The Drowned

Not a great tourism add for Seven Oaks, Kent, by any stretch
dir: Samuel Clemens
2025
I knew almost nothing about this flick before I watched it, and now I know even less.
For much of its beginning, I was really on board, in that the start of the flick has a disturbing atmosphere and troubling, tense visuals despite the fact that there’s only one person on screen. He has the air of someone who’s very concerned about being seen or is being chased or something. It feels really tense, as he makes his way to an isolated house on the coast. They never mention it in the flick, but it’s a house on the coast of Kent, which is south-east England.
This chap, Eric (Alan Calton) sweeps and clears the house room by room with a gun out, so you know he’s not fucking around. I don’t know what he’s done or he’s planning to do, but it doesn’t seem like he’s involved in charity work. This beginning is dialogue-free, until someone else shows up.
Matt (Dominic Vulliamy) starts quizzing Eric as to where Matt’s mother is. Eric doesn’t mention that he found a bangle in a puddle of blood at the edge of the beach just before Matt turned up. They seem like a couple(?)
Reference is made to a painting. Reference is made to whether everything went as planned or if they fucked up, and where’s Denise anyway? Denise is Matt’s mum. We haven’t seen Denise, so who knows what happened to her.
Clearly, these jerks stole some painting worth tens of millions of pounds, so they’re concerned that someone is going to find them. We only see the painting in snippets, when weird shit is happening.

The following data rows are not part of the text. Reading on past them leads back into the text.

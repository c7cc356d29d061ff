//! Administrative slot maintenance.
//!
//! Creating a slot checks that a referenced instance is live and belongs to
//! the same tenant. Edits to existing slots take the slot lock so they cannot
//! interleave with an allocation decision. Capacity changes belong to
//! [`AllocationService::resize_slot`](crate::core::AllocationService::resize_slot).

use std::sync::Arc;

use chrono::{DateTime, Utc};

use super::error::{Result, SchedulingError};
use super::ids::{BusinessDayId, InstanceId, SlotId, TenantId};
use super::repository::{InstanceRepository, ShiftStore};
use super::slot::{NewSlot, Slot};
use crate::util::clock::{Clock, SystemClock};

/// Slot catalog service.
pub struct SlotCatalog<S: ShiftStore + ?Sized> {
    store: Arc<S>,
    clock: Arc<dyn Clock>,
}

impl<S: ShiftStore + ?Sized> SlotCatalog<S> {
    /// Create a catalog using the system clock.
    pub fn new(store: Arc<S>) -> Self {
        Self {
            store,
            clock: Arc::new(SystemClock),
        }
    }

    /// Replace the clock.
    #[must_use]
    pub fn with_clock(mut self, clock: Arc<dyn Clock>) -> Self {
        self.clock = clock;
        self
    }

    /// Validate and insert a slot.
    pub async fn create_slot(&self, input: NewSlot) -> Result<Slot> {
        let slot = Slot::new(self.clock.now(), input)?;
        if let Some(instance_id) = slot.instance_id() {
            self.require_instance(slot.tenant_id(), instance_id).await?;
        }
        self.store.insert(&slot).await?;
        tracing::info!(
            tenant_id = %slot.tenant_id(),
            slot_id = %slot.slot_id(),
            business_day_id = %slot.business_day_id(),
            required_count = slot.required_count(),
            "slot created"
        );
        Ok(slot)
    }

    /// Live slots of a business day in display order.
    pub async fn slots_for_business_day(&self, tenant_id: TenantId, business_day_id: BusinessDayId) -> Result<Vec<Slot>> {
        self.store.find_by_business_day_id(tenant_id, business_day_id).await
    }

    /// Point an existing slot at a different instance, or clear it.
    pub async fn assign_instance(
        &self,
        tenant_id: TenantId,
        slot_id: SlotId,
        instance_id: Option<InstanceId>,
    ) -> Result<Slot> {
        let tenant_id = tenant_id.require()?;
        let instance_id = instance_id.map(InstanceId::require).transpose()?;
        if let Some(instance_id) = instance_id {
            self.require_instance(tenant_id, instance_id).await?;
        }
        self.edit_slot(tenant_id, slot_id, |slot, now| slot.assign_instance(instance_id, now))
            .await
    }

    /// Apply `change` to a live slot while holding its lock.
    pub async fn edit_slot<F>(&self, tenant_id: TenantId, slot_id: SlotId, change: F) -> Result<Slot>
    where
        F: FnOnce(&mut Slot, DateTime<Utc>) -> Result<()> + Send,
    {
        let now = self.clock.now();
        let mut tx = self.store.begin().await?;
        let result = async {
            let mut slot = tx.lock_slot(tenant_id, slot_id).await?;
            if slot.is_deleted() {
                return Err(SchedulingError::not_found("slot", slot_id));
            }
            change(&mut slot, now)?;
            tx.save_slot(&slot).await?;
            Ok::<_, SchedulingError>(slot)
        }
        .await;

        match result {
            Ok(slot) => {
                tx.commit().await?;
                Ok(slot)
            }
            Err(err) => {
                if let Err(rollback_err) = tx.rollback().await {
                    tracing::error!(error = %rollback_err, cause = %err, "rollback failed");
                }
                Err(err)
            }
        }
    }

    /// Soft-delete a slot. Its assignments stay in place as history.
    pub async fn delete_slot(&self, tenant_id: TenantId, slot_id: SlotId) -> Result<Slot> {
        let slot = self.edit_slot(tenant_id, slot_id, |slot, now| slot.delete(now)).await?;
        tracing::info!(tenant_id = %tenant_id, slot_id = %slot_id, "slot deleted");
        Ok(slot)
    }

    async fn require_instance(&self, tenant_id: TenantId, instance_id: InstanceId) -> Result<()> {
        InstanceRepository::find_by_id(self.store.as_ref(), tenant_id, instance_id)
            .await
            .map(|_| ())
    }
}
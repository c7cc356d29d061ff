//! Tests for error types

use prometheus_shift_slots::core::{ErrorKind, SchedulingError};

#[test]
fn test_capacity_exceeded_message() {
    let err = SchedulingError::CapacityExceeded {
        slot_id: "s1".to_string(),
        required_count: 2,
        confirmed: 2,
    };
    assert_eq!(format!("{}", err), "slot s1 is fully booked (2/2 confirmed)");
    assert_eq!(err.kind(), ErrorKind::CapacityExceeded);
}

#[test]
fn test_capacity_distinct_from_validation() {
    let full = SchedulingError::CapacityExceeded {
        slot_id: "s1".to_string(),
        required_count: 1,
        confirmed: 1,
    };
    let invalid = SchedulingError::validation("required_count", "must be at least 1");
    assert_ne!(full.kind(), invalid.kind());
}

#[test]
fn test_duplicate_assignment_error() {
    let err = SchedulingError::DuplicateAssignment {
        slot_id: "s1".to_string(),
        member_id: "m1".to_string(),
    };
    assert_eq!(format!("{}", err), "member m1 is already confirmed on slot s1");
    assert_eq!(err.kind(), ErrorKind::DuplicateAssignment);
}

#[test]
fn test_not_found_error() {
    let err = SchedulingError::not_found("slot", "abc");
    assert_eq!(format!("{}", err), "slot abc not found");
    assert_eq!(err.kind(), ErrorKind::NotFound);
}

#[test]
fn test_backend_error() {
    let err = SchedulingError::Backend("connection failed".to_string());
    assert_eq!(format!("{}", err), "backend error: connection failed");
    assert!(!err.is_retryable());
}

#[test]
fn test_conflict_is_retryable() {
    let err = SchedulingError::Conflict("lock timeout".to_string());
    assert_eq!(err.kind(), ErrorKind::Conflict);
    assert!(err.is_retryable());
}

#[test]
fn test_error_kind_serializes_snake_case() {
    let json = serde_json::to_string(&ErrorKind::CapacityExceeded).unwrap();
    assert_eq!(json, "\"capacity_exceeded\"");
}

#[test]
fn test_converts_into_anyhow() {
    fn fails() -> prometheus_shift_slots::AppResult<()> {
        Err(SchedulingError::not_found("assignment", "x"))?;
        Ok(())
    }
    let err = fails().unwrap_err();
    assert!(err.downcast_ref::<SchedulingError>().is_some());
}
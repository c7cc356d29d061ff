//! Tests for builder modules

use chrono::NaiveTime;
use prometheus_shift_slots::builders::{build_store, ServiceBuilder};
use prometheus_shift_slots::config::{AllocationConfig, StoreBackendConfig};
use prometheus_shift_slots::core::{
    AllocateMember, AssignmentMethod, AssignmentRepository, BusinessDayId, ErrorKind, MemberId, NewSlot,
    TenantId,
};

#[tokio::test]
async fn test_builder_wires_in_memory_services() {
    let services = ServiceBuilder::new(AllocationConfig::default()).build().await.unwrap();
    let tenant_id = TenantId::new();

    let slot = services
        .catalog
        .create_slot(NewSlot {
            tenant_id,
            business_day_id: BusinessDayId::new(),
            instance_id: None,
            slot_name: "Door".to_string(),
            start_time: NaiveTime::from_hms_opt(9, 0, 0).unwrap(),
            end_time: NaiveTime::from_hms_opt(12, 0, 0).unwrap(),
            required_count: 1,
            priority: 1,
        })
        .await
        .unwrap();

    let assignment = services
        .allocation
        .allocate(AllocateMember {
            tenant_id,
            slot_id: slot.slot_id(),
            member_id: MemberId::new(),
            plan_id: None,
            method: AssignmentMethod::Manual,
            is_outside_preference: false,
        })
        .await
        .unwrap();
    assert!(assignment.is_confirmed());

    // Both services see the same store.
    let count = services
        .store
        .count_confirmed_by_slot_id(tenant_id, slot.slot_id())
        .await
        .unwrap();
    assert_eq!(count, 1);
}

#[tokio::test]
async fn test_build_store_rejects_invalid_config() {
    let cfg = AllocationConfig {
        lock_timeout_ms: 0,
        ..AllocationConfig::default()
    };
    let err = build_store(&cfg, false).await.err().unwrap();
    assert_eq!(err.kind(), ErrorKind::Validation);
}

#[tokio::test]
async fn test_build_store_postgres_without_url_fails_fast() {
    let cfg = AllocationConfig {
        backend: StoreBackendConfig::Postgres,
        database_url: None,
        ..AllocationConfig::default()
    };
    let err = ServiceBuilder::new(cfg).build().await.err().unwrap();
    assert_eq!(err.kind(), ErrorKind::Validation);
}

#[test]
fn test_builder_exposes_config() {
    let builder = ServiceBuilder::new(AllocationConfig::default()).with_migrations(true);
    assert_eq!(builder.config().backend, StoreBackendConfig::InMemory);
}
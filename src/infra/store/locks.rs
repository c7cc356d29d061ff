//! Per-slot single-writer locks for stores without row locks.
//!
//! Each `(tenant, slot)` pair maps to its own async mutex, so waiting on one
//! slot never blocks another. The registry map itself sits behind a
//! `parking_lot::Mutex` that is only held for the lookup, never across an
//! await point.

use std::collections::HashMap;
use std::sync::Arc;
use std::time::Duration;

use parking_lot::Mutex;
use tokio::sync::OwnedMutexGuard;

use crate::core::{SchedulingError, SlotId, TenantId};

/// Registry size above which idle entries are pruned on the next acquire.
const PRUNE_THRESHOLD: usize = 1024;

type SlotKey = (TenantId, SlotId);

/// Registry of slot locks.
#[derive(Debug, Default)]
pub struct SlotLockRegistry {
    locks: Mutex<HashMap<SlotKey, Arc<tokio::sync::Mutex<()>>>>,
}

/// Held slot lock; released on drop.
#[derive(Debug)]
pub struct SlotGuard {
    tenant_id: TenantId,
    slot_id: SlotId,
    _guard: OwnedMutexGuard<()>,
}

impl SlotGuard {
    /// Tenant of the locked slot.
    pub const fn tenant_id(&self) -> TenantId {
        self.tenant_id
    }

    /// Locked slot.
    pub const fn slot_id(&self) -> SlotId {
        self.slot_id
    }
}

impl SlotLockRegistry {
    /// Create an empty registry.
    pub fn new() -> Self {
        Self::default()
    }

    /// Wait up to `timeout` for the slot lock.
    ///
    /// A timeout is reported as [`SchedulingError::Conflict`] so the caller
    /// can decide whether to retry.
    pub async fn acquire(
        &self,
        tenant_id: TenantId,
        slot_id: SlotId,
        timeout: Duration,
    ) -> Result<SlotGuard, SchedulingError> {
        let mutex = {
            let mut locks = self.locks.lock();
            if locks.len() > PRUNE_THRESHOLD {
                // Entries whose only reference is the map have no holder and
                // no waiter: waiters clone the Arc under this same map lock.
                locks.retain(|_, m| Arc::strong_count(m) > 1);
            }
            Arc::clone(locks.entry((tenant_id, slot_id)).or_default())
        };

        match tokio::time::timeout(timeout, mutex.lock_owned()).await {
            Ok(guard) => {
                tracing::debug!(tenant_id = %tenant_id, slot_id = %slot_id, "slot lock acquired");
                Ok(SlotGuard {
                    tenant_id,
                    slot_id,
                    _guard: guard,
                })
            }
            Err(_) => {
                tracing::warn!(
                    tenant_id = %tenant_id,
                    slot_id = %slot_id,
                    timeout_ms = u64::try_from(timeout.as_millis()).unwrap_or(u64::MAX),
                    "timed out waiting for slot lock"
                );
                Err(SchedulingError::Conflict(format!(
                    "timed out after {timeout:?} waiting for lock on slot {slot_id}"
                )))
            }
        }
    }

    /// Number of slots with a registered lock.
    pub fn len(&self) -> usize {
        self.locks.lock().len()
    }

    /// Whether no slot lock has been registered.
    pub fn is_empty(&self) -> bool {
        self.locks.lock().is_empty()
    }
}
//! Caller-facing request/response models.
//!
//! Identifiers arrive as text and are parsed here, so a malformed id is a
//! validation outcome rather than a panic further in. Errors are folded into
//! an [`AllocationOutcome`] that a transport layer can render directly; in
//! particular a full slot is reported as `fully_booked`, never as a generic
//! validation failure.

use serde::{Deserialize, Serialize};

use crate::core::{
    AllocateMember, AllocationService, AssignmentId, AssignmentMethod, ErrorKind, MemberId, PlanId,
    SchedulingError, ShiftStore, SlotId, TenantId,
};

/// Allocation request as received from a caller.
#[derive(Debug, Clone, Serialize, Deserialize)]
pub struct AllocationRequest {
    /// Caller's tenant.
    pub tenant_id: String,
    /// Target slot.
    pub slot_id: String,
    /// Member to confirm.
    pub member_id: String,
    /// Planning run, if any.
    #[serde(default)]
    pub plan_id: Option<String>,
    /// How the assignment is made.
    #[serde(default = "default_method")]
    pub method: AssignmentMethod,
    /// Assigned against the member's stated preferences.
    #[serde(default)]
    pub is_outside_preference: bool,
}

const fn default_method() -> AssignmentMethod {
    AssignmentMethod::Manual
}

/// Result category of a request.
#[derive(Debug, Clone, Copy, PartialEq, Eq, Serialize, Deserialize)]
#[serde(rename_all = "snake_case")]
pub enum AllocationOutcome {
    /// The write was applied.
    Confirmed,
    /// Cancelled as requested.
    Cancelled,
    /// The slot has no free place.
    FullyBooked,
    /// The member is already confirmed on the slot.
    AlreadyAssigned,
    /// Slot or assignment does not exist for the tenant.
    NotFound,
    /// Malformed input or a rejected state transition.
    Invalid,
    /// Lock contention; safe to retry.
    Conflict,
    /// Backend failure.
    Failed,
}

impl From<ErrorKind> for AllocationOutcome {
    fn from(kind: ErrorKind) -> Self {
        match kind {
            ErrorKind::CapacityExceeded => Self::FullyBooked,
            ErrorKind::DuplicateAssignment => Self::AlreadyAssigned,
            ErrorKind::NotFound => Self::NotFound,
            ErrorKind::Validation | ErrorKind::InvariantViolation => Self::Invalid,
            ErrorKind::Conflict => Self::Conflict,
            ErrorKind::Backend => Self::Failed,
        }
    }
}

/// Response for allocation and cancellation requests.
#[derive(Debug, Clone, PartialEq, Eq, Serialize, Deserialize)]
pub struct AllocationResponse {
    /// Result category.
    pub outcome: AllocationOutcome,
    /// Affected assignment, when the request succeeded.
    pub assignment_id: Option<AssignmentId>,
    /// Human-readable failure reason.
    pub reason: Option<String>,
    /// Whether resubmitting the same request may succeed.
    pub retryable: bool,
}

impl AllocationResponse {
    const fn success(outcome: AllocationOutcome, assignment_id: AssignmentId) -> Self {
        Self {
            outcome,
            assignment_id: Some(assignment_id),
            reason: None,
            retryable: false,
        }
    }

    fn from_error(err: &SchedulingError) -> Self {
        Self {
            outcome: err.kind().into(),
            assignment_id: None,
            reason: Some(err.to_string()),
            retryable: err.is_retryable(),
        }
    }
}

impl AllocationRequest {
    fn parse(&self) -> Result<AllocateMember, SchedulingError> {
        Ok(AllocateMember {
            tenant_id: TenantId::parse(&self.tenant_id)?.require()?,
            slot_id: SlotId::parse(&self.slot_id)?.require()?,
            member_id: MemberId::parse(&self.member_id)?.require()?,
            plan_id: self
                .plan_id
                .as_deref()
                .filter(|plan| !plan.trim().is_empty())
                .map(PlanId::parse)
                .transpose()?,
            method: self.method,
            is_outside_preference: self.is_outside_preference,
        })
    }
}

/// Run an allocation request and fold the result into a response.
pub async fn allocate_member<S>(service: &AllocationService<S>, request: &AllocationRequest) -> AllocationResponse
where
    S: ShiftStore + ?Sized,
{
    let result = match request.parse() {
        Ok(command) => service.allocate(command).await,
        Err(err) => Err(err),
    };
    match result {
        Ok(assignment) => AllocationResponse::success(AllocationOutcome::Confirmed, assignment.assignment_id()),
        Err(err) => AllocationResponse::from_error(&err),
    }
}

/// Cancel an assignment on behalf of a caller.
pub async fn cancel_assignment<S>(service: &AllocationService<S>, tenant_id: &str, assignment_id: &str) -> AllocationResponse
where
    S: ShiftStore + ?Sized,
{
    let ids = TenantId::parse(tenant_id)
        .and_then(TenantId::require)
        .and_then(|tenant| Ok((tenant, AssignmentId::parse(assignment_id)?.require()?)));
    let result = match ids {
        Ok((tenant, assignment)) => service.cancel(tenant, assignment).await,
        Err(err) => Err(err),
    };
    match result {
        Ok(assignment) => AllocationResponse::success(AllocationOutcome::Cancelled, assignment.assignment_id()),
        Err(err) => AllocationResponse::from_error(&err),
    }
}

When I say “weird shit is happening” I mean this is a film in which weird shit is happening all the time, with zero explanation, but we kind of get it because bad things happen to bad people, I guess. A better film gets us to care about the central protagonists or their plight, or at least have thoughts about them but this flick doesn’t have the budget to make us care about these people, or the inclination to care in general.